DATA TO USE |
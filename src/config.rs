//! Configuration management for the shard query core
//!
//! TOML file support, environment variable overrides and sensible defaults
//! for the worker pools, query limits and cache refresh cadence.

use std::time::Duration;

use serde::{Deserialize, Serialize};

use crate::error::{Error, Result};

/// Main configuration structure
#[derive(Debug, Clone, Default, Deserialize, Serialize)]
pub struct Config {
    /// Worker pool capacities
    #[serde(default)]
    pub pools: PoolConfig,

    /// Query limits
    #[serde(default)]
    pub query: QueryConfig,

    /// Cache refresh cadence
    #[serde(default)]
    pub cache: CacheConfig,

    /// Logging
    #[serde(default)]
    pub logging: LoggingConfig,
}

/// Worker pool capacities
#[derive(Debug, Clone, Deserialize, Serialize)]
pub struct PoolConfig {
    /// Concurrent shard requests (one task per physical shard)
    #[serde(default = "default_shard_workers")]
    pub shard_workers: usize,

    /// Concurrent per-series merge tasks for range queries
    #[serde(default = "default_merge_workers")]
    pub merge_workers: usize,

    /// Concurrent fingerprint-batch submissions
    #[serde(default = "default_batch_workers")]
    pub batch_workers: usize,

    /// Concurrent detached follow-up tasks
    #[serde(default = "default_detached_workers")]
    pub detached_workers: usize,
}

/// Query limits
#[derive(Debug, Clone, Deserialize, Serialize)]
pub struct QueryConfig {
    /// Bucket budget of a single search request (series x buckets)
    #[serde(default = "default_max_points_per_query")]
    pub max_points_per_query: usize,

    /// Maximum series a single expression may resolve to
    #[serde(default = "default_max_series")]
    pub max_series: usize,

    /// Page size used when listing series fingerprints
    #[serde(default = "default_tsid_page_size")]
    pub tsid_page_size: usize,

    /// Abort sibling shard tasks as soon as one fails
    #[serde(default)]
    pub cancel_on_error: bool,

    /// Steps above this never backfill missing samples (milliseconds)
    #[serde(default = "default_fill_interval_threshold_ms")]
    pub fill_interval_threshold_ms: i64,

    /// Maximum age of a sample reused by backfill (milliseconds)
    #[serde(default = "default_lookback_delta_ms")]
    pub lookback_delta_ms: i64,
}

/// Cache refresh cadence
#[derive(Debug, Clone, Deserialize, Serialize)]
pub struct CacheConfig {
    /// Shard metadata refresh period in seconds
    #[serde(default = "default_shard_refresh_interval_secs")]
    pub shard_refresh_interval_secs: u64,

    /// Series identity entries older than this are rebuilt (seconds)
    #[serde(default = "default_tsid_full_refresh_interval_secs")]
    pub tsid_full_refresh_interval_secs: u64,

    /// Tail gaps this close to now are served without a fetch (milliseconds)
    #[serde(default = "default_tsid_tail_tolerance_ms")]
    pub tsid_tail_tolerance_ms: i64,
}

/// Logging configuration
#[derive(Debug, Clone, Deserialize, Serialize)]
pub struct LoggingConfig {
    /// Log level (error, warn, info, debug, trace)
    #[serde(default = "default_log_level")]
    pub log_level: String,
}

fn default_shard_workers() -> usize { 64 }
fn default_merge_workers() -> usize { num_cpus::get() }
fn default_batch_workers() -> usize { 8 }
fn default_detached_workers() -> usize { 4 }
fn default_max_points_per_query() -> usize { 1_000_000 }
fn default_max_series() -> usize { 100_000 }
fn default_tsid_page_size() -> usize { 10_000 }
fn default_fill_interval_threshold_ms() -> i64 { 300_000 }
fn default_lookback_delta_ms() -> i64 { 300_000 }
fn default_shard_refresh_interval_secs() -> u64 { 60 }
fn default_tsid_full_refresh_interval_secs() -> u64 { 3600 }
fn default_tsid_tail_tolerance_ms() -> i64 { 600_000 }
fn default_log_level() -> String { "info".to_string() }

impl Default for PoolConfig {
    fn default() -> Self {
        Self {
            shard_workers: default_shard_workers(),
            merge_workers: default_merge_workers(),
            batch_workers: default_batch_workers(),
            detached_workers: default_detached_workers(),
        }
    }
}

impl Default for QueryConfig {
    fn default() -> Self {
        Self {
            max_points_per_query: default_max_points_per_query(),
            max_series: default_max_series(),
            tsid_page_size: default_tsid_page_size(),
            cancel_on_error: false,
            fill_interval_threshold_ms: default_fill_interval_threshold_ms(),
            lookback_delta_ms: default_lookback_delta_ms(),
        }
    }
}

impl Default for CacheConfig {
    fn default() -> Self {
        Self {
            shard_refresh_interval_secs: default_shard_refresh_interval_secs(),
            tsid_full_refresh_interval_secs: default_tsid_full_refresh_interval_secs(),
            tsid_tail_tolerance_ms: default_tsid_tail_tolerance_ms(),
        }
    }
}

impl Default for LoggingConfig {
    fn default() -> Self {
        Self {
            log_level: default_log_level(),
        }
    }
}

impl CacheConfig {
    /// Shard metadata refresh period
    pub fn shard_refresh_interval(&self) -> Duration {
        Duration::from_secs(self.shard_refresh_interval_secs)
    }

    /// Full rebuild period of series identity entries, in milliseconds
    pub fn tsid_full_refresh_interval_ms(&self) -> i64 {
        (self.tsid_full_refresh_interval_secs as i64).saturating_mul(1000)
    }
}

impl Config {
    /// Load configuration from TOML file
    pub fn from_file(path: &str) -> Result<Self> {
        let contents = std::fs::read_to_string(path).map_err(|e| {
            Error::Configuration(format!("Failed to read config file {}: {}", path, e))
        })?;

        toml::from_str(&contents).map_err(|e| {
            Error::Configuration(format!("Failed to parse config file {}: {}", path, e))
        })
    }

    /// Load configuration with environment variable overrides
    pub fn from_file_with_env(path: &str) -> Result<Self> {
        let mut config = Self::from_file(path)?;
        config.apply_env_overrides();
        Ok(config)
    }

    /// Load from environment variables only
    pub fn from_env() -> Self {
        let mut config = Self::default();
        config.apply_env_overrides();
        config
    }

    /// Apply environment variable overrides
    pub fn apply_env_overrides(&mut self) {
        fn parsed<T: std::str::FromStr>(name: &str) -> Option<T> {
            std::env::var(name).ok().and_then(|v| v.parse().ok())
        }

        // Pools
        if let Some(n) = parsed("KUBA_SHARD_WORKERS") {
            self.pools.shard_workers = n;
        }
        if let Some(n) = parsed("KUBA_MERGE_WORKERS") {
            self.pools.merge_workers = n;
        }
        if let Some(n) = parsed("KUBA_BATCH_WORKERS") {
            self.pools.batch_workers = n;
        }

        // Query limits
        if let Some(n) = parsed("KUBA_MAX_POINTS_PER_QUERY") {
            self.query.max_points_per_query = n;
        }
        if let Some(n) = parsed("KUBA_MAX_SERIES") {
            self.query.max_series = n;
        }
        if let Some(b) = parsed("KUBA_CANCEL_ON_ERROR") {
            self.query.cancel_on_error = b;
        }

        // Logging
        if let Ok(level) = std::env::var("RUST_LOG") {
            self.logging.log_level = level;
        }
    }

    /// Validate configuration
    pub fn validate(&self) -> Result<()> {
        let invalid = |msg: &str| Err(Error::Configuration(msg.to_string()));

        if self.pools.shard_workers == 0
            || self.pools.merge_workers == 0
            || self.pools.batch_workers == 0
            || self.pools.detached_workers == 0
        {
            return invalid("Worker pool capacities must be > 0");
        }
        if self.query.max_points_per_query == 0 {
            return invalid("max_points_per_query must be > 0");
        }
        if self.query.max_series == 0 {
            return invalid("max_series must be > 0");
        }
        if self.query.tsid_page_size == 0 {
            return invalid("tsid_page_size must be > 0");
        }
        if self.cache.shard_refresh_interval_secs == 0 {
            return invalid("shard_refresh_interval_secs must be > 0");
        }
        if self.cache.tsid_tail_tolerance_ms < 0 {
            return invalid("tsid_tail_tolerance_ms cannot be negative");
        }

        Ok(())
    }

    /// Save configuration to TOML file
    pub fn save_to_file(&self, path: &str) -> Result<()> {
        let contents = toml::to_string_pretty(self)
            .map_err(|e| Error::Configuration(format!("Failed to serialize config: {}", e)))?;

        std::fs::write(path, contents).map_err(|e| {
            Error::Configuration(format!("Failed to write config file {}: {}", path, e))
        })
    }
}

REQUIRED ACTION |
Output exactly the lines of the material above from the one containing "if self.query.max_series == 0" up to and including the one containing "if self.cache.tsid_tail_tolerance_ms <".

ANSWER SECTION |
        if self.query.max_series == 0 {
            return invalid("max_series must be > 0");
        }
        if self.query.tsid_page_size == 0 {
            return invalid("tsid_page_size must be > 0");
        }
        if self.cache.shard_refresh_interval_secs == 0 {
            return invalid("shard_refresh_interval_secs must be > 0");
        }
        if self.cache.tsid_tail_tolerance_ms < 0 {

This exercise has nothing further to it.